»»
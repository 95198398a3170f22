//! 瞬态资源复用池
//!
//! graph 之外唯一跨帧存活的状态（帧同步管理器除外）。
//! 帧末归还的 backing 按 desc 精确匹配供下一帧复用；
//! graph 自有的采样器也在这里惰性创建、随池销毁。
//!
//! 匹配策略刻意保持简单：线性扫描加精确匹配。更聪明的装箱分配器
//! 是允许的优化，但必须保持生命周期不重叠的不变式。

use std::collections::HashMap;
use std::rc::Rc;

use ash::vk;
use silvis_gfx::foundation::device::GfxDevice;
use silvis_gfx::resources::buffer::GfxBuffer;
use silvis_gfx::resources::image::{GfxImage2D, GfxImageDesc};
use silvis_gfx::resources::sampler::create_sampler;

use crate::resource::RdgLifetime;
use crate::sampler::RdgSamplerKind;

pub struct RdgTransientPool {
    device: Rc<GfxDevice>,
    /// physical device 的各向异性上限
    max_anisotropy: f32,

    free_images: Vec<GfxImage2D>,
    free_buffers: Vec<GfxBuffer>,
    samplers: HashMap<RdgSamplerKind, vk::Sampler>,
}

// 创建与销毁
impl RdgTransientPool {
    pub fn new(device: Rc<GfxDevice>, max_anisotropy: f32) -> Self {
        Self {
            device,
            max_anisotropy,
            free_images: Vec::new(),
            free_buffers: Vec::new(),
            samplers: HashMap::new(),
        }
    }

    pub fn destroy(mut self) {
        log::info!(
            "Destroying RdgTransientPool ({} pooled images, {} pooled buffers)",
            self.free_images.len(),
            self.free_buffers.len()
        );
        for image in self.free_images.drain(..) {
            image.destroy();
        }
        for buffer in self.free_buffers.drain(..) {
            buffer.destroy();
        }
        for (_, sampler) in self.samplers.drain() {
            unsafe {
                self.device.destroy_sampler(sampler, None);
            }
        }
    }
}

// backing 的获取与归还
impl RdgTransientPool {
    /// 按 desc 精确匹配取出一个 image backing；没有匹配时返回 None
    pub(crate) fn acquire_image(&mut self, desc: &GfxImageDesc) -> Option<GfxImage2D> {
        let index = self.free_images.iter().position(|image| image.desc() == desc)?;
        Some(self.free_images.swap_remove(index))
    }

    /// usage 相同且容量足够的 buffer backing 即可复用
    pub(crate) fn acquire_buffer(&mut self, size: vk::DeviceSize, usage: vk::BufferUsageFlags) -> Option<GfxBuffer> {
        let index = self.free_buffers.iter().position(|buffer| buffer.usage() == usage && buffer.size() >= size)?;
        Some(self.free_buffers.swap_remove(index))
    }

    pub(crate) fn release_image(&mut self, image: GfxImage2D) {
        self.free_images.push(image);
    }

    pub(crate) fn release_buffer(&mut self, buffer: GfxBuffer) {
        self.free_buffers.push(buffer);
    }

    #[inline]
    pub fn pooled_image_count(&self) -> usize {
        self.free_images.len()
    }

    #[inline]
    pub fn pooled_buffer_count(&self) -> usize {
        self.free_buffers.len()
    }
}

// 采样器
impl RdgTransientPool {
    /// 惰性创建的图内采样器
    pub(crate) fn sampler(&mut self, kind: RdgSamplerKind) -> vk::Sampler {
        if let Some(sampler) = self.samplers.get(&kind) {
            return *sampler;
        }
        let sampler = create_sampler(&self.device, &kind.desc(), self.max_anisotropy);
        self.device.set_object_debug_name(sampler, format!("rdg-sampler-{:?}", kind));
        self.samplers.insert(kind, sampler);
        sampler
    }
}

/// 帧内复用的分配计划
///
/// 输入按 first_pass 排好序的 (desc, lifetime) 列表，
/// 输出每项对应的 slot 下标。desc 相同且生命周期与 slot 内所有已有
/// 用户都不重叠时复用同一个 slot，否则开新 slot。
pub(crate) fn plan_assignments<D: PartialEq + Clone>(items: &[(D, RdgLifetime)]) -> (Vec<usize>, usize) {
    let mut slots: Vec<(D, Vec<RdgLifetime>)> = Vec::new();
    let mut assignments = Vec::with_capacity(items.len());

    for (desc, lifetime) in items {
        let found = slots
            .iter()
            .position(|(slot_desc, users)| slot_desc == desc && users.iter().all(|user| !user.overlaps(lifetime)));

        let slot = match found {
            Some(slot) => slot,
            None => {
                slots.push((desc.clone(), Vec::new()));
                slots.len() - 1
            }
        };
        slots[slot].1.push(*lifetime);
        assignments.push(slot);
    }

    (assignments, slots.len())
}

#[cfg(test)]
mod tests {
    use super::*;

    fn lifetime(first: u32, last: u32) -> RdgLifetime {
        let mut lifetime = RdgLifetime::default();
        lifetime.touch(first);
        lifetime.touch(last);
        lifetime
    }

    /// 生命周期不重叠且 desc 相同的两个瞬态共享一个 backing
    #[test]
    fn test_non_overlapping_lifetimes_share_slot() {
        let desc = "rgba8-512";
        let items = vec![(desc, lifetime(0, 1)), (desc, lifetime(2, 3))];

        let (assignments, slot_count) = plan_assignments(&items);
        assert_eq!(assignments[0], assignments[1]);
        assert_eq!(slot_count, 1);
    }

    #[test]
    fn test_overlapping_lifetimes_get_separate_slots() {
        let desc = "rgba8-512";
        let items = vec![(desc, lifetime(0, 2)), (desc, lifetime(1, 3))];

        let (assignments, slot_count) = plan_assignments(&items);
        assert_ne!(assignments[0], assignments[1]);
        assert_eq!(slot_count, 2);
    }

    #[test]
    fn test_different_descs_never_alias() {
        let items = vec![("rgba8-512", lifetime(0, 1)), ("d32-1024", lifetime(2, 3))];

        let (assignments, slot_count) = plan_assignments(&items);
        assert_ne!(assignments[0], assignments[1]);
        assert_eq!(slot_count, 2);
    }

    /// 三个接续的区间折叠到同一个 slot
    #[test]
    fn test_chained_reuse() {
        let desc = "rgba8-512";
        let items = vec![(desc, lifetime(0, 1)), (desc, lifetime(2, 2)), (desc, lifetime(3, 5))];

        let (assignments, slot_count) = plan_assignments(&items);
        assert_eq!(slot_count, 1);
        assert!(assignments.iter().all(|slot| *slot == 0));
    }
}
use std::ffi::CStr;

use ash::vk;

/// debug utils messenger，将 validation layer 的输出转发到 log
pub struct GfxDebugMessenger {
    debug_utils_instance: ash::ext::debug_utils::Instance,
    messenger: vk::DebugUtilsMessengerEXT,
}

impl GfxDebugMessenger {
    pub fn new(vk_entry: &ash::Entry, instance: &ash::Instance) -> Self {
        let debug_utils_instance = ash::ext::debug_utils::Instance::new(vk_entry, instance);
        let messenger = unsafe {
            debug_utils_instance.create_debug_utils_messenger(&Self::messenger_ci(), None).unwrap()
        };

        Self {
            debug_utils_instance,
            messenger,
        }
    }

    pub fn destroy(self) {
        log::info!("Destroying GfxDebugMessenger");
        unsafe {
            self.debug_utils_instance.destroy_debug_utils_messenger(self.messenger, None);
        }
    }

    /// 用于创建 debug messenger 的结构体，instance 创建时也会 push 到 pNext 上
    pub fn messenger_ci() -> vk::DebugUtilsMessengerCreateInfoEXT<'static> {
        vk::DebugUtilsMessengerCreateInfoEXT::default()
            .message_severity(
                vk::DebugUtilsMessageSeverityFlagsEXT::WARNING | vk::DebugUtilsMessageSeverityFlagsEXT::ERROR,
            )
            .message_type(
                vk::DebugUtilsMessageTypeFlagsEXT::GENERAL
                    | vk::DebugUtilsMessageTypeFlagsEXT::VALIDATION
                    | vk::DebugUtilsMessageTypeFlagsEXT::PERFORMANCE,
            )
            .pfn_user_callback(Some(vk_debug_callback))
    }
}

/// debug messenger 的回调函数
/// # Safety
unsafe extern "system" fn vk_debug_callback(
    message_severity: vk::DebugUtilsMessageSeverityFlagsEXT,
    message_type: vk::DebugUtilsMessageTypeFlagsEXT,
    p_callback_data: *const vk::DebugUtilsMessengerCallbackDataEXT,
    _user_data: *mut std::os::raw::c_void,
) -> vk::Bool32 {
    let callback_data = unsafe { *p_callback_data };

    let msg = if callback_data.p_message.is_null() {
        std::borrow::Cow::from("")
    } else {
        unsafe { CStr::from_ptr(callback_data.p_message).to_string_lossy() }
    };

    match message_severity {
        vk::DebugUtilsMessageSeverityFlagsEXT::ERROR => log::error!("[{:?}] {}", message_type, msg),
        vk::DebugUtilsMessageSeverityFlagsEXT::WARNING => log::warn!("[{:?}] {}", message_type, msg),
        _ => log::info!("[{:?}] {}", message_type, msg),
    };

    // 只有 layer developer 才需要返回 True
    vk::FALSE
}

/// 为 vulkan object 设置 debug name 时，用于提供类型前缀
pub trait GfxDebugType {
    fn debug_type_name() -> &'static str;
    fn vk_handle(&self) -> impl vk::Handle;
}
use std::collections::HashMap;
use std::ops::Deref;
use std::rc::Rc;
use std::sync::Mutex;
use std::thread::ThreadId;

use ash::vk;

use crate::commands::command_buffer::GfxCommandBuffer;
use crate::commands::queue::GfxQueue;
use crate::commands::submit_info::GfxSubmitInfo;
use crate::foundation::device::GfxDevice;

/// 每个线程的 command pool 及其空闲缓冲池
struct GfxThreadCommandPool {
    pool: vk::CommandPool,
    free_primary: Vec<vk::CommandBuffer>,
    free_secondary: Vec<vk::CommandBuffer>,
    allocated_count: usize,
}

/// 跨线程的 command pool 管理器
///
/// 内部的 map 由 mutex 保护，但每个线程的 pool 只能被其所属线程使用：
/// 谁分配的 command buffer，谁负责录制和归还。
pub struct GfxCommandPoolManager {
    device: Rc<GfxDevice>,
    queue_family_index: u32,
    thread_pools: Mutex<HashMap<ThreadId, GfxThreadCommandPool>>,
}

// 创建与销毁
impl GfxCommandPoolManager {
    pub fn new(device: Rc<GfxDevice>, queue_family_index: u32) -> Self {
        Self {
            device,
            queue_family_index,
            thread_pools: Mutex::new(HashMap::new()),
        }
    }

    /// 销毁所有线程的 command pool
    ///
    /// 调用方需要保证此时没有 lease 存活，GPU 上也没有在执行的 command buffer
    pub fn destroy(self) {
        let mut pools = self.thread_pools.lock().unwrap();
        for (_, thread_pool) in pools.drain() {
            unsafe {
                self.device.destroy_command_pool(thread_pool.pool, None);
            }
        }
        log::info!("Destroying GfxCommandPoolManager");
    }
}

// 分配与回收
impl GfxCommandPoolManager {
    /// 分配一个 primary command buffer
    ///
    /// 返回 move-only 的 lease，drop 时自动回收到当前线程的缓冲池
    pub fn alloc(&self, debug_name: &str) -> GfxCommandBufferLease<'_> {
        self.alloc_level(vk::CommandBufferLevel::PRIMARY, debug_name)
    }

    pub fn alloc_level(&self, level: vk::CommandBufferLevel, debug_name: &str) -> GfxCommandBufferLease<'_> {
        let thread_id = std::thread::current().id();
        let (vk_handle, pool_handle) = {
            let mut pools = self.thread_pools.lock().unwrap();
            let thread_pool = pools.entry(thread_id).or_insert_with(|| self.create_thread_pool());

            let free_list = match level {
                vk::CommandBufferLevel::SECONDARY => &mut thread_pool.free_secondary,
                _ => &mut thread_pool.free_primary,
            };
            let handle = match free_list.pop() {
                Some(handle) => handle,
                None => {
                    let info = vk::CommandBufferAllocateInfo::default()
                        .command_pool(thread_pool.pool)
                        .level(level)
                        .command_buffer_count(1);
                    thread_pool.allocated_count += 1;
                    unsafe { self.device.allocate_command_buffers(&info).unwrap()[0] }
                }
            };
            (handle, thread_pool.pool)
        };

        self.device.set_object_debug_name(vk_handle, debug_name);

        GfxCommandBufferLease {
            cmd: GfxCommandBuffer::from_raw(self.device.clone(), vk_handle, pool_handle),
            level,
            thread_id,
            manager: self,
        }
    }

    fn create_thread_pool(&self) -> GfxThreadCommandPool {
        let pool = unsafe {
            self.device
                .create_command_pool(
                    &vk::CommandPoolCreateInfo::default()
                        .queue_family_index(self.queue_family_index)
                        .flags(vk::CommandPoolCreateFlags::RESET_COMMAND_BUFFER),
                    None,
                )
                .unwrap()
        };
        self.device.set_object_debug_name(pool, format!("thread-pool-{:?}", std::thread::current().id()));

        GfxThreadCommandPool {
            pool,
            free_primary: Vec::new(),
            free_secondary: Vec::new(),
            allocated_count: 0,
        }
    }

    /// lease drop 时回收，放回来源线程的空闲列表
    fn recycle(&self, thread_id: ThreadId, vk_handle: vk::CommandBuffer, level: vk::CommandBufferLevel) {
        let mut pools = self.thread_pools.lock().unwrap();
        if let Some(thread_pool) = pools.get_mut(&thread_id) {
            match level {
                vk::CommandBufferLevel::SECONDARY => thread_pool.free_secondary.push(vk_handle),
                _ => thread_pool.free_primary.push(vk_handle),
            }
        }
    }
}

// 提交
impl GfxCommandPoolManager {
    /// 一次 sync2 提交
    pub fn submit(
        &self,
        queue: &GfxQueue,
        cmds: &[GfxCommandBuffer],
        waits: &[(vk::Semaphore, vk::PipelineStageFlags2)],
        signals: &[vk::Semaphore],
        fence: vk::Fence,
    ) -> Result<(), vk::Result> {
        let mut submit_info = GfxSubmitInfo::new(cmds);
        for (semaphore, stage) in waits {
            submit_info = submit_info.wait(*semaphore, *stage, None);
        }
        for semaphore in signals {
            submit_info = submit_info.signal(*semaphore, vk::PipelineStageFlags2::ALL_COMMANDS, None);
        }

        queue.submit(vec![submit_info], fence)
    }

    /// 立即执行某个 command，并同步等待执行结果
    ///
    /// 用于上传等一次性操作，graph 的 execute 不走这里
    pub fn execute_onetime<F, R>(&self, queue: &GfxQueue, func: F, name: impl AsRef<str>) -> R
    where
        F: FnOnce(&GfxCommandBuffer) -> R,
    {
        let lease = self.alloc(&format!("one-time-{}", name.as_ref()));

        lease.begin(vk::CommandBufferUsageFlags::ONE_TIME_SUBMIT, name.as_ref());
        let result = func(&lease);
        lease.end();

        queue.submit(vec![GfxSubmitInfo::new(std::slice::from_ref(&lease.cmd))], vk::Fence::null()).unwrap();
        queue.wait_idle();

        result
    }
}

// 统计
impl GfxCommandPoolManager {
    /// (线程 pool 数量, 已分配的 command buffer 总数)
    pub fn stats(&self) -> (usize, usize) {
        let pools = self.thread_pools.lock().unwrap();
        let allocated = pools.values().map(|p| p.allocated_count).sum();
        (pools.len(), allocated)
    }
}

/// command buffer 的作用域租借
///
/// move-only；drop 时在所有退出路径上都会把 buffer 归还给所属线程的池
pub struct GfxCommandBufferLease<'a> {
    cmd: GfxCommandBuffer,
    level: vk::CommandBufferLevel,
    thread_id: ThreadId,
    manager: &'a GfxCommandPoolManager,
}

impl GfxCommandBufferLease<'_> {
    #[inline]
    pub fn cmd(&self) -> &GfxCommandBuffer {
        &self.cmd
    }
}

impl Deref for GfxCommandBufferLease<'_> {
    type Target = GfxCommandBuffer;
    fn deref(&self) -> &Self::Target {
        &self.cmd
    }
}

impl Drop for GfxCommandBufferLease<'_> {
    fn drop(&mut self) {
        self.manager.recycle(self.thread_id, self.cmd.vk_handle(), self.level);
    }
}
««
Lines from the entries that contain the string "CStr" must be found and copied.

- _EXERCISE RESPONSE_:
use std::ffi::CStr;
        unsafe { CStr::from_ptr(callback_data.p_message).to_string_lossy() }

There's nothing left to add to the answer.